The pattern of our evenings had changed long before our marriage. Henry still worked for almost eleven hours a day and I for over nine, so instead of visiting the pub we dined in Chinese or Indian restaurants. I hate making meals and other housework because Mum did these chores for me before I left home, and after moving to my own house I paid an agency to clean it, and for weekends bought meals that could be simply heated and tipped onto a plate. Henry preferred shopping for the ingredients of meals he cooked, having done that for his mum, so at weekends he did so for us, though I felt slightly guilty about that. But the real test of a partnership is how a couple manage together when not doing much. I am a television addict, Henry a thinker. After work and at weekends I relaxed watching a soap opera or reality show and he sat with me reading or thinking. The TV’s noise did not disturb him because, he said, his parents had been television addicts in a two-room flat. The kitchen was the only room with steady heating so at first, when doing homework at night, he had shut out noise by putting fingers in his ears. But this annoyed his dad and Henry had learned to ignore noise by concentrating harder. When Dad died his mum offered (as I did) to listen to the TV on earphones, but he said there was now no need — he could ignore any amount of noise by concentrating.

“Concentrating on what? You’ve no school homework nowadays,” I said, never having seen him read a book. Neither did I, partly because my university tutors had made them boring, partly because I worked all day with books. Henry said he needed no books now because he remembered enough of them, and the Times Literary Supplement told him how things were going.

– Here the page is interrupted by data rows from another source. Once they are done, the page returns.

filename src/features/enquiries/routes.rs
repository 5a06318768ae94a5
use std::sync::Arc;

use axum::{
    routing::{get, post, put},
    Router,
};

use crate::features::enquiries::handlers;
use crate::features::enquiries::services::EnquiryService;

pub fn public_routes(service: Arc<EnquiryService>) -> Router {
    Router::new()
        .route("/api/contact", post(handlers::submit_enquiry))
        .with_state(service)
}

pub fn admin_routes(service: Arc<EnquiryService>) -> Router {
    Router::new()
        .route("/api/admin/enquiries", get(handlers::list_enquiries))
        .route("/api/admin/enquiries/{id}", put(handlers::update_enquiry))
        .with_state(service)
}

#[cfg(test)]
mod tests {
    use super::*;
    use crate::core::database::lazy_test_pool;
    use crate::shared::test_helpers::{user_with_roles, with_user};
    use axum::http::StatusCode;
    use axum_test::TestServer;
    use serde_json::{json, Value};

    fn service() -> Arc<EnquiryService> {
        Arc::new(EnquiryService::new(lazy_test_pool()))
    }

    #[tokio::test]
    async fn contact_form_validates_before_storing() {
        let server = TestServer::new(public_routes(service())).unwrap();
        let response = server
            .post("/api/contact")
            .json(&json!({ "name": "Asha", "email": "asha@", "message": "" }))
            .await;

        response.assert_status(StatusCode::BAD_REQUEST);
        let body: Value = response.json();
        let errors = body["errors"].as_array().unwrap();
        assert_eq!(errors.len(), 2);
    }

    #[tokio::test]
    async fn enquiries_hidden_from_plain_users() {
        let router = with_user(admin_routes(service()), user_with_roles(&["user"]));
        let server = TestServer::new(router).unwrap();
        server
            .get("/api/admin/enquiries")
            .await
            .assert_status(StatusCode::FORBIDDEN);
    }

    #[tokio::test]
    async fn unknown_status_filter_rejected() {
        let router = with_user(admin_routes(service()), user_with_roles(&["editor"]));
        let server = TestServer::new(router).unwrap();
        server
            .get("/api/admin/enquiries?status=spam")
            .await
            .assert_status(StatusCode::BAD_REQUEST);
    }
}
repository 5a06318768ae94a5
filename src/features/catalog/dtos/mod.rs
mod feature_dto;
mod service_category_dto;
mod service_dto;

pub use feature_dto::*;
pub use service_category_dto::*;
pub use service_dto::*;
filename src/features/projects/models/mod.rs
mod project;

pub use project::*;
use chrono::{DateTime, Utc};
use sqlx::FromRow;

/// A service offered under exactly one category
#[derive(Debug, Clone, FromRow)]
pub struct Service {
    pub id: i64,
    pub category_id: i64,
    pub name: String,
    pub slug: String,
    pub description: Option<String>,
    pub short_description: Option<String>,
    pub content: Option<String>,
    pub icon: Option<String>,
    pub meta_title: Option<String>,
    pub meta_description: Option<String>,
    pub is_active: bool,
    pub sort_order: i32,
    pub created_at: DateTime<Utc>,
    pub updated_at: DateTime<Utc>,
}

/// Column list qualified with the `s` alias so it can be used in joins
pub(crate) const SERVICE_COLUMNS: &str = "s.id, s.category_id, s.name, s.slug, s.description, \
     s.short_description, s.content, s.icon, s.meta_title, s.meta_description, s.is_active, \
     s.sort_order, s.created_at, s.updated_at";
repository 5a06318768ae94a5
pub mod config;
pub mod database;
pub mod error;
pub mod extractor;
pub mod middleware;
pub mod openapi;
mod template_handler;

pub use template_handler::*;
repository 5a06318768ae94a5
mod project_handler;

pub use project_handler::*;
mod enquiry;

pub use enquiry::*;
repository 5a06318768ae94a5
use chrono::{DateTime, Utc};
use sqlx::types::Json;
use sqlx::FromRow;

use crate::features::pages::models::PageContent;

/// Reusable element tree that new pages can start from
#[derive(Debug, Clone, FromRow)]
pub struct ContentTemplate {
    pub id: i64,
    pub name: String,
    pub description: Option<String>,
    pub content: Json<PageContent>,
    pub category: Option<String>,
    pub thumbnail: Option<String>,
    pub is_active: bool,
    pub created_at: DateTime<Utc>,
    pub updated_at: DateTime<Utc>,
}

pub(crate) const TEMPLATE_COLUMNS: &str =
    "id, name, description, content, category, thumbnail, is_active, created_at, updated_at";
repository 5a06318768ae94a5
use chrono::{DateTime, Utc};
use serde::{Deserialize, Serialize};
use utoipa::{IntoParams, ToSchema};
use validator::Validate;

use crate::features::pages::dtos::validate_page_content;
use crate::features::pages::models::PageContent;
use crate::features::templates::models::ContentTemplate;
use crate::shared::validation::validate_url_or_empty;

#[derive(Debug, Clone, Default, Serialize, Deserialize, IntoParams)]
#[serde(rename_all = "camelCase")]
#[into_params(parameter_in = Query)]
pub struct TemplateQuery {
    /// Only templates in this category (e.g. "landing", "service")
    pub category: Option<String>,
}

#[derive(Debug, Clone, Serialize, Deserialize, Validate, ToSchema)]
#[serde(rename_all = "camelCase")]
pub struct CreateTemplateDto {
    #[validate(length(min = 1, max = 255, message = "Name is required"))]
    pub name: String,

    pub description: Option<String>,

    #[validate(custom(function = "validate_page_content"))]
    #[schema(value_type = Object)]
    pub content: PageContent,

    #[validate(length(max = 100))]
    pub category: Option<String>,

    #[validate(length(max = 500), custom(function = "validate_url_or_empty"))]
    pub thumbnail: Option<String>,

    pub is_active: Option<bool>,
}

#[derive(Debug, Clone, Default, Serialize, Deserialize, Validate, ToSchema)]
#[serde(rename_all = "camelCase")]
pub struct UpdateTemplateDto {
    #[validate(length(min = 1, max = 255, message = "Name is required"))]
    pub name: Option<String>,

    pub description: Option<String>,

    #[validate(custom(function = "validate_page_content"))]
    #[schema(value_type = Option<Object>)]
    pub content: Option<PageContent>,

    #[validate(length(max = 100))]
    pub category: Option<String>,

    #[validate(length(max = 500), custom(function = "validate_url_or_empty"))]
    pub thumbnail: Option<String>,

    pub is_active: Option<bool>,
}

#[derive(Debug, Clone, Serialize, Deserialize, ToSchema)]
#[serde(rename_all = "camelCase")]
pub struct TemplateResponseDto {
    pub id: i64,
    pub name: String,
    pub description: Option<String>,
    #[schema(value_type = Object)]
    pub content: PageContent,
    pub category: Option<String>,
    pub thumbnail: Option<String>,
    pub is_active: bool,
    pub created_at: DateTime<Utc>,
    pub updated_at: DateTime<Utc>,
}

impl From<ContentTemplate> for TemplateResponseDto {
    fn from(t: ContentTemplate) -> Self {
        Self {
            id: t.id,
            name: t.name,
            description: t.description,
            content: t.content.0,
            category: t.category,
            thumbnail: t.thumbnail,
            is_active: t.is_active,
            created_at: t.created_at,
            updated_at: t.updated_at,
        }
    }
}

#[cfg(test)]
mod tests {
    use super::*;
    use serde_json::json;

    #[test]
    fn create_requires_content() {
        let result = serde_json::from_value::<CreateTemplateDto>(json!({ "name": "Landing" }));
        assert!(result.is_err());
    }

    #[test]
    fn create_validates_name_and_thumbnail() {
        let mut dto: CreateTemplateDto = serde_json::from_value(json!({
            "name": "Service landing",
            "category": "landing",
            "content": { "elements": [
                { "id": "hero", "type": "hero", "heading": "Managed IT Services",
                  "ctaLabel": "Get a quote", "ctaHref": "/contact" }
            ]}
        }))
        .unwrap();
        assert!(dto.validate().is_ok());

        dto.name = String::new();
        dto.thumbnail = Some("thumb.png".into());
        let errors = dto.validate().unwrap_err();
        let fields = errors.field_errors();
        assert!(fields.contains_key("name"));
        assert!(fields.contains_key("thumbnail"));
    }
}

“What things?” I asked and he said, “Things in general — things Victorians used to call The March of the Mind.” “How is it marching?”

“Badly. New discoveries in physics and biology are always happening but only do good to corporations who finance them. Humane sciences are at a standstill since Marx and Freud stopped being thought important, while linguistic philosophy — the watchdog of speech — is also out of date. So is Existentialism, the last school of philosophy relevant to human action. But I enjoy seeing how academics keep carving cosy niches for themselves and their friends.”

That was not a conversation I could continue. Normally after discussing the daily events we shared he would start reading the T.L.S., underline a word or two in an article, then sit looking into space for a long time with the unread journal open on his lap. When I asked what he was thinking once he jerked slightly as if waking from a dream then said, “Numbers.”

“Mathematics?” I asked and he replied, “Not exactly. I ought to have said quantities — not quantities of things, just quantities in general. Even when very different — even when seemingly contradictory — they still harmonise. Is this a law of nature? Or the result of quantities being human constructs, like language? I can’t decide which.” “Neither can I. It’s totally above my head,” I confessed. “You would understand me better if you were a musician,” he said. Not being musical I returned to watching EastEnders while he resumed thinking about quantities or music with the little smile that some wives might have found annoyingly secretive. Not me. It showed my company was enough for him.

Our lives flowed very smoothly then because (I thought) we enjoyed safety and comfort that would last until retirement and beyond. Children do not guarantee future comfort, so though never discussing them we did without. One day I told my main assistant of our good time together and she said, “I suppose you get on well with him because he does everything you want.”

“Perhaps,” I said, “but I never want anything stupid or difficult.”

“Good for you!” said she. “But I could never respect a man without initiative.”